Die Luft war klar und angenehm kühl. Dann und wann setzten sich die beiden an einen Bachlauf und ließen ihre Füße in dem kristallklaren Gebirgswasser baumeln. Sie genossen ihre Zweisamkeit und die sie umgebende Landschaft. Eine belebende Frische durchströmte ihre Körper und verursachte ein leicht euphorisches Gefühl.

Kurz hinter einer uralten steinernen Bogenbrücke, unter der ein wasserreicher Gebirgsbach toste, bog ein steiler Pfad rechts von der Straße Richtung See ab.

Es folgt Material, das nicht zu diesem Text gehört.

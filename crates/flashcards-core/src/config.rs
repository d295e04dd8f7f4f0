// Rust guideline compliant 2026-10-19

//! Configuration management for flashcards sessions.

use crate::transcript::DEFAULT_INPUT_MARKER;
use crate::{Error, Result};
use serde::{Deserialize, Serialize};
use std::path::{Path, PathBuf};

/// Default config file name, looked up in the working directory.
pub const DEFAULT_CONFIG_FILE: &str = "flashcards.toml";

/// Log levels accepted by `log_level`.
pub const LOG_LEVELS: &[&str] = &["error", "warn", "info", "debug", "trace"];

/// Configuration for a flashcards session.
#[derive(Debug, Clone, PartialEq, Eq, Serialize, Deserialize)]
pub struct Config {
    /// Card file imported when the session starts.
    #[serde(default, skip_serializing_if = "Option::is_none")]
    pub import_from: Option<PathBuf>,

    /// Card file written when the session ends normally.
    #[serde(default, skip_serializing_if = "Option::is_none")]
    pub export_to: Option<PathBuf>,

    /// Maximum diagnostics level.
    #[serde(default = "default_log_level")]
    pub log_level: String,

    /// Diagnostics log file. Logs go to stderr when unset.
    #[serde(default, skip_serializing_if = "Option::is_none")]
    pub log_file: Option<PathBuf>,

    /// Whether console output may be coloured.
    #[serde(default = "default_color")]
    pub color: bool,

    /// Prefix for user-supplied lines in the transcript.
    #[serde(default = "default_input_marker")]
    pub input_marker: String,
}

fn default_log_level() -> String {
    "warn".to_string()
}

fn default_color() -> bool {
    true
}

fn default_input_marker() -> String {
    DEFAULT_INPUT_MARKER.to_string()
}

impl Default for Config {
    fn default() -> Self {
        Self {
            import_from: None,
            export_to: None,
            log_level: default_log_level(),
            log_file: None,
            color: default_color(),
            input_marker: default_input_marker(),
        }
    }
}

impl Config {
    /// Loads configuration from file and environment variables.
    ///
    /// Configuration is loaded in the following order (later overrides earlier):
    /// 1. Default values
    /// 2. The TOML file at `path`, if it exists
    /// 3. Environment variables with `FLASHCARDS_` prefix
    ///
    /// # Errors
    ///
    /// Returns an error if:
    /// - The file exists but cannot be read
    /// - The file contains invalid TOML
    /// - An environment variable or the final values fail validation
    pub fn load(path: &Path) -> Result<Self> {
        let mut config = Self::default();

        if path.exists() {
            let content = std::fs::read_to_string(path)?;
            config = toml::from_str(&content)
                .map_err(|e| Error::InvalidConfig(format!("{}: {}", path.display(), e)))?;
        }

        config.apply_env_overrides()?;
        config.validate()?;

        Ok(config)
    }

    /// Applies environment variable overrides.
    ///
    /// Supported environment variables:
    /// - `FLASHCARDS_IMPORT_FROM` - Card file to import at startup
    /// - `FLASHCARDS_EXPORT_TO` - Card file to export at exit
    /// - `FLASHCARDS_LOG_LEVEL` - error/warn/info/debug/trace
    /// - `FLASHCARDS_LOG_FILE` - Diagnostics log file
    /// - `FLASHCARDS_COLOR` - Coloured output (true/false)
    /// - `FLASHCARDS_INPUT_MARKER` - Transcript prefix for input lines
    fn apply_env_overrides(&mut self) -> Result<()> {
        if let Ok(val) = std::env::var("FLASHCARDS_IMPORT_FROM") {
            self.import_from = Some(PathBuf::from(val));
        }

        if let Ok(val) = std::env::var("FLASHCARDS_EXPORT_TO") {
            self.export_to = Some(PathBuf::from(val));
        }

        if let Ok(val) = std::env::var("FLASHCARDS_LOG_LEVEL") {
            self.log_level = val;
        }

        if let Ok(val) = std::env::var("FLASHCARDS_LOG_FILE") {
            self.log_file = Some(PathBuf::from(val));
        }

        if let Ok(val) = std::env::var("FLASHCARDS_COLOR") {
            self.color = val.parse().map_err(|_| {
                Error::InvalidConfig("FLASHCARDS_COLOR must be true or false".to_string())
            })?;
        }

        if let Ok(val) = std::env::var("FLASHCARDS_INPUT_MARKER") {
            self.input_marker = val;
        }

        Ok(())
    }

    /// Validates the configuration values.
    ///
    /// # Errors
    ///
    /// Returns an error if:
    /// - `log_level` is not one of [`LOG_LEVELS`]
    /// - `input_marker` is empty
    pub fn validate(&self) -> Result<()> {
        let level = self.log_level.to_lowercase();
        if !LOG_LEVELS.contains(&level.as_str()) {
            return Err(Error::InvalidConfig(format!(
                "log_level must be one of {}, got {:?}",
                LOG_LEVELS.join("/"),
                self.log_level
            )));
        }

        if self.input_marker.is_empty() {
            return Err(Error::InvalidConfig(
                "input_marker cannot be empty".to_string(),
            ));
        }

        Ok(())
    }

    /// Saves the configuration to a TOML file.
    ///
    /// # Errors
    ///
    /// Returns an error if serialization fails or the file cannot be written.
    pub fn save(&self, path: &Path) -> Result<()> {
        let content = toml::to_string_pretty(self)
            .map_err(|e| Error::InvalidConfig(format!("Failed to serialize config: {}", e)))?;
        std::fs::write(path, content)?;
        Ok(())
    }
}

Die fremdartige Vegetation über ihnen war so dicht, dass kein Sonnenstrahl zum Erdboden gelangte. Ein bläulich - grünliches Dämmerlicht umfing sie. Ab und an mussten sie schmale Rinnsale überqueren, an deren Boden helle, abgerundete Quarzkiesel schimmerten.

„Wohin gehen wir?”, flüsterte Mouad.

„Nur noch knapp 200 Meter!”, kam die ein wenig rätselhafte Antwort.

Der Boden wurde abschüssiger.

Plötzlich brachen sie durch einen Pflanzenvorhang. Blendendes Sonnenlicht empfing sie. Mouad stockte der Atem. Sie blickten auf die tiefblaue, scheinbar unendliche Wasserfläche des Kratersees. Am Horizont konnten sie die strahlend weiße Gletscherkappe des Vulkans erkennen. Darüber eine schwarzgraue, mächtige Aschewolke, die bis weit in die Stratosphäre reichte.

„Eigentlich normale Aktivität”, erwähnte Knud beiläufig, als er das besorgt - fragende Gesicht Mouads sah.

Sie wandten sich nach rechts. In eine halbkreisförmige Bucht, die von knapp 200 Meter hohen Felswänden eingefasst war, stürzte ein mächtiger Wasserfall. Gischtschwaden zerstoben, als die blendend weiße Säule auf die Wasseroberfläche traf.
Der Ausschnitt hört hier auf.